Copyright © 2012 Byoung-Seob Ko et al. This is an open access article distributed under the Creative Commons Attribution License, which permits unrestricted use, distribution, and reproduction in any medium, provided the original work is properly cited.

Abstract

Anti-osteoporotic effects of two types of porcine placenta hydrolysates (PPH) were evaluated in ovariectomized (OVX) rats orally administered PPH without (WPPH) or with (NPPH) ovarian hormones (1 g/kg bw/day). PPH groups were compared with OVX rats with estrogen replacement (0.1 mg/kg bw conjugated estrogen; EST), or dextrose (placebo; OVX-control) All rats received high-fat/calcium-deficient diets for 12 weeks. NPPH contained less estrogen and progesterone, but more essential amino acids, whereas the opposite was true for WPPH. NPPH decreased body weight and peri-uterine fat pads, and maintained uterus weight. NPPH rats had higher femur and lumbar spine bone mass density compared to controls; but less than those of EST rats. Serum phosphorus and urinary calcium and phosphorus levels were reduced in NPPH rats compared to OVX-controls. Serum bone-specific alkaline phosphatase, osteocalcin, and bone turnover marker levels were reduced NPPH rats compared to OVX-controls.
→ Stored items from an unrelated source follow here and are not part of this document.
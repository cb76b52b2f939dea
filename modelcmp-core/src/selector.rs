//! Variant selection: one best configuration per model.
//!
//! Variants are ordered by Recall (descending), then Cost (ascending), then
//! F1-Score (descending). Rows tied on all three keys keep their input order,
//! so the earliest one is selected.

use crate::error::{InputError, Result};
use crate::types::{ResultRow, ResultTable, SummaryRow};
use std::cmp::Ordering;
use tracing::debug;

/// Ordering used to pick the best variant. `Less` means "better".
pub fn compare_variants(a: &ResultRow, b: &ResultRow) -> Ordering {
    b.recall
        .partial_cmp(&a.recall)
        .unwrap_or(Ordering::Equal)
        .then_with(|| a.cost.partial_cmp(&b.cost).unwrap_or(Ordering::Equal))
        .then_with(|| b.f1_score.partial_cmp(&a.f1_score).unwrap_or(Ordering::Equal))
}

/// Best variant of a single table, `None` if the table is empty.
pub fn best_variant(table: &ResultTable) -> Option<&ResultRow> {
    // `min_by` returns the first of several equal minima, which is the same
    // row a stable sort would put first.
    table.rows().iter().min_by(|a, b| compare_variants(a, b))
}

/// Reduce each table to its best variant and flag the cheapest ones.
///
/// Produces exactly one [`SummaryRow`] per table, in table order. A table
/// without rows is an error. `is_best_cost` is set on every row whose cost
/// equals the minimum cost of the selected rows.
pub fn generate_model_summary(tables: &[ResultTable]) -> Result<Vec<SummaryRow>> {
    let mut selected = Vec::with_capacity(tables.len());
    for (index, table) in tables.iter().enumerate() {
        let best = best_variant(table).ok_or(InputError::EmptyTable { index })?;
        debug!(
            model = %best.model,
            variant = best.variant.as_deref().unwrap_or("-"),
            candidates = table.len(),
            recall = best.recall,
            cost = best.cost,
            "Selected best variant"
        );
        selected.push(best.clone());
    }

    let min_cost = selected
        .iter()
        .map(|r| r.cost)
        .fold(f64::INFINITY, f64::min);

    Ok(selected
        .into_iter()
        .map(|row| SummaryRow {
            is_best_cost: row.cost == min_cost,
            row,
        })
        .collect())
}

#[cfg(test)]
mod tests {
    use super::*;
    use crate::CompareError;

    fn variant(model: &str, name: &str, recall: f64, cost: f64, f1: f64) -> ResultRow {
        ResultRow::new(model, 0.8, 0.8, recall, f1, cost)
            .unwrap()
            .with_variant(name)
    }

    fn table(rows: Vec<ResultRow>) -> ResultTable {
        ResultTable::new(rows).unwrap()
    }

    #[test]
    fn test_highest_recall_wins() {
        let t = table(vec![
            variant("rf", "a", 0.70, 10.0, 0.9),
            variant("rf", "b", 0.85, 90.0, 0.6),
            variant("rf", "c", 0.80, 5.0, 0.9),
        ]);
        assert_eq!(best_variant(&t).unwrap().variant.as_deref(), Some("b"));
    }

    #[test]
    fn test_lower_cost_breaks_recall_tie() {
        let t = table(vec![
            variant("rf", "a", 0.85, 40.0, 0.9),
            variant("rf", "b", 0.85, 20.0, 0.7),
        ]);
        assert_eq!(best_variant(&t).unwrap().variant.as_deref(), Some("b"));
    }

    #[test]
    fn test_higher_f1_breaks_recall_and_cost_tie() {
        let t = table(vec![
            variant("rf", "a", 0.85, 20.0, 0.70),
            variant("rf", "b", 0.85, 20.0, 0.75),
        ]);
        assert_eq!(best_variant(&t).unwrap().variant.as_deref(), Some("b"));
    }

    #[test]
    fn test_full_tie_keeps_input_order() {
        let t = table(vec![
            variant("rf", "first", 0.85, 20.0, 0.75),
            variant("rf", "second", 0.85, 20.0, 0.75),
            variant("rf", "third", 0.85, 20.0, 0.75),
        ]);
        assert_eq!(best_variant(&t).unwrap().variant.as_deref(), Some("first"));
    }

    #[test]
    fn test_single_row_table() {
        let only = variant("svm", "only", 0.5, 3.0, 0.5);
        let summary = generate_model_summary(&[table(vec![only.clone()])]).unwrap();
        assert_eq!(summary.len(), 1);
        assert_eq!(summary[0].row, only);
        assert!(summary[0].is_best_cost);
    }

    #[test]
    fn test_empty_table_is_an_error() {
        let tables = vec![
            table(vec![variant("rf", "a", 0.8, 1.0, 0.8)]),
            ResultTable::default(),
        ];
        let err = generate_model_summary(&tables).unwrap_err();
        assert!(matches!(
            err,
            CompareError::Input(InputError::EmptyTable { index: 1 })
        ));
    }

    #[test]
    fn test_no_tables_gives_empty_summary() {
        assert!(generate_model_summary(&[]).unwrap().is_empty());
    }

    #[test]
    fn test_one_summary_row_per_table_in_order() {
        let tables = vec![
            table(vec![
                variant("rf", "a", 0.8, 30.0, 0.8),
                variant("rf", "b", 0.9, 60.0, 0.8),
            ]),
            table(vec![variant("lr", "a", 0.7, 10.0, 0.7)]),
            table(vec![
                variant("xgb", "a", 0.6, 15.0, 0.7),
                variant("xgb", "b", 0.6, 12.0, 0.7),
            ]),
        ];
        let summary = generate_model_summary(&tables).unwrap();
        let picked: Vec<_> = summary
            .iter()
            .map(|s| (s.row.model.as_str(), s.row.variant.as_deref().unwrap()))
            .collect();
        assert_eq!(picked, vec![("rf", "b"), ("lr", "a"), ("xgb", "b")]);

        let flags: Vec<_> = summary.iter().map(|s| s.is_best_cost).collect();
        assert_eq!(flags, vec![false, true, false]);
    }

    #[test]
    fn test_best_cost_ties_are_all_flagged() {
        let tables = vec![
            table(vec![variant("a", "v", 0.8, 10.0, 0.8)]),
            table(vec![variant("b", "v", 0.7, 10.0, 0.8)]),
            table(vec![variant("c", "v", 0.9, 11.0, 0.8)]),
        ];
        let summary = generate_model_summary(&tables).unwrap();
        let flags: Vec<_> = summary.iter().map(|s| s.is_best_cost).collect();
        assert_eq!(flags, vec![true, true, false]);
    }

    #[test]
    fn test_inputs_are_not_mutated() {
        let tables = vec![table(vec![
            variant("rf", "a", 0.7, 10.0, 0.9),
            variant("rf", "b", 0.9, 90.0, 0.6),
        ])];
        let before = tables.clone();
        generate_model_summary(&tables).unwrap();
        assert_eq!(tables, before);
    }
}
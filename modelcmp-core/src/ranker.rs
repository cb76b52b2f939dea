//! Composite ranking of per-model best variants.
//!
//! Each metric is min-max normalized across the compared models (cost is
//! inverted so the cheapest model scores 1.0), multiplied by its weight and
//! summed. When all models share the same value for a metric the range is
//! degenerate and [`DegeneratePolicy`] decides the substituted value.

use crate::config::{DegeneratePolicy, MetricWeights, RankingConfig};
use crate::error::{ComputationError, InputError, Result};
use crate::types::{Metric, RankedRow, SummaryRow};
use serde::{Deserialize, Serialize};
use std::cmp::Ordering;
use tracing::{debug, info, warn};

/// Normalized metric values of one model, each in [0, 1].
#[derive(Debug, Clone, PartialEq, Serialize, Deserialize)]
pub struct NormalizedScores {
    pub model: String,
    pub accuracy: f64,
    pub precision: f64,
    pub recall: f64,
    pub f1_score: f64,
    pub cost: f64,
}

impl NormalizedScores {
    pub fn get(&self, metric: Metric) -> f64 {
        match metric {
            Metric::Accuracy => self.accuracy,
            Metric::Precision => self.precision,
            Metric::Recall => self.recall,
            Metric::F1Score => self.f1_score,
            Metric::Cost => self.cost,
        }
    }

    /// Weighted sum over all five metrics.
    pub fn composite(&self, weights: &MetricWeights) -> f64 {
        Metric::ALL
            .iter()
            .map(|m| weights.weight(*m) * self.get(*m))
            .sum()
    }
}

/// Min-max normalize one metric across all rows.
fn normalize_metric(
    rows: &[SummaryRow],
    metric: Metric,
    policy: DegeneratePolicy,
) -> Result<Vec<f64>> {
    let values: Vec<f64> = rows.iter().map(|r| r.row.metric(metric)).collect();
    let min = values.iter().copied().fold(f64::INFINITY, f64::min);
    let max = values.iter().copied().fold(f64::NEG_INFINITY, f64::max);

    if max == min {
        return match policy.fallback() {
            Some(fallback) => {
                if rows.len() > 1 {
                    warn!(%metric, value = min, %policy, "Degenerate normalization range, using fallback");
                }
                Ok(vec![fallback; values.len()])
            }
            None => Err(ComputationError::DegenerateRange { metric, value: min }.into()),
        };
    }

    let range = max - min;
    Ok(values
        .into_iter()
        .map(|v| {
            let ratio = (v - min) / range;
            if metric.lower_is_better() {
                1.0 - ratio
            } else {
                ratio
            }
        })
        .collect())
}

/// Per-model normalized values, in input order.
pub fn normalized_scores(
    rows: &[SummaryRow],
    policy: DegeneratePolicy,
) -> Result<Vec<NormalizedScores>> {
    if rows.is_empty() {
        return Err(InputError::NoModels.into());
    }

    let accuracy = normalize_metric(rows, Metric::Accuracy, policy)?;
    let precision = normalize_metric(rows, Metric::Precision, policy)?;
    let recall = normalize_metric(rows, Metric::Recall, policy)?;
    let f1_score = normalize_metric(rows, Metric::F1Score, policy)?;
    let cost = normalize_metric(rows, Metric::Cost, policy)?;

    Ok(rows
        .iter()
        .enumerate()
        .map(|(i, r)| NormalizedScores {
            model: r.row.model.clone(),
            accuracy: accuracy[i],
            precision: precision[i],
            recall: recall[i],
            f1_score: f1_score[i],
            cost: cost[i],
        })
        .collect())
}

/// Score every model, flag the best and sort by score descending.
///
/// Ties on the composite score keep input order and are all flagged
/// `is_overall_best`.
pub fn identify_overall_best_model(
    rows: &[SummaryRow],
    config: &RankingConfig,
) -> Result<Vec<RankedRow>> {
    config.validate()?;
    let normalized = normalized_scores(rows, config.degenerate_policy)?;

    let scores: Vec<f64> = normalized
        .iter()
        .map(|n| n.composite(&config.weights))
        .collect();
    let max_score = scores.iter().copied().fold(f64::NEG_INFINITY, f64::max);

    let mut ranked: Vec<RankedRow> = rows
        .iter()
        .zip(scores)
        .map(|(summary, score)| {
            debug!(model = %summary.row.model, score, "Composite score");
            RankedRow {
                summary: summary.clone(),
                composite_score: score,
                is_overall_best: score == max_score,
            }
        })
        .collect();

    ranked.sort_by(|a, b| {
        b.composite_score
            .partial_cmp(&a.composite_score)
            .unwrap_or(Ordering::Equal)
    });

    if let Some(best) = ranked.first() {
        info!(
            model = %best.model(),
            score = best.composite_score,
            ties = ranked.iter().filter(|r| r.is_overall_best).count(),
            "Overall best model"
        );
    }

    Ok(ranked)
}
//! MCP gateway: token gate, session registry, and the SSE and stdio transports.

pub mod auth;
pub mod registry;
pub mod server;
pub mod session;
pub mod stdio;

pub use registry::{CloseGuard, SessionRegistry};
pub use server::{GatewayState, start_server};
pub use session::{SessionContext, SessionHandler, SessionId};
WPPH produced results similar to those of NPPH, but less significant. Both NPPH and estrogen upregulated low-density lipoprotein receptor-related protein 5 and β-catenin in OVX rats, while the expression of dickkopf-related protein 1 was suppressed. In conclusion, NPPH exerted anti-osteoporotic effects by activating osteogenesis and stimulating Wnt signaling, possibly mediated by the various amino acids and not ovarian hormones.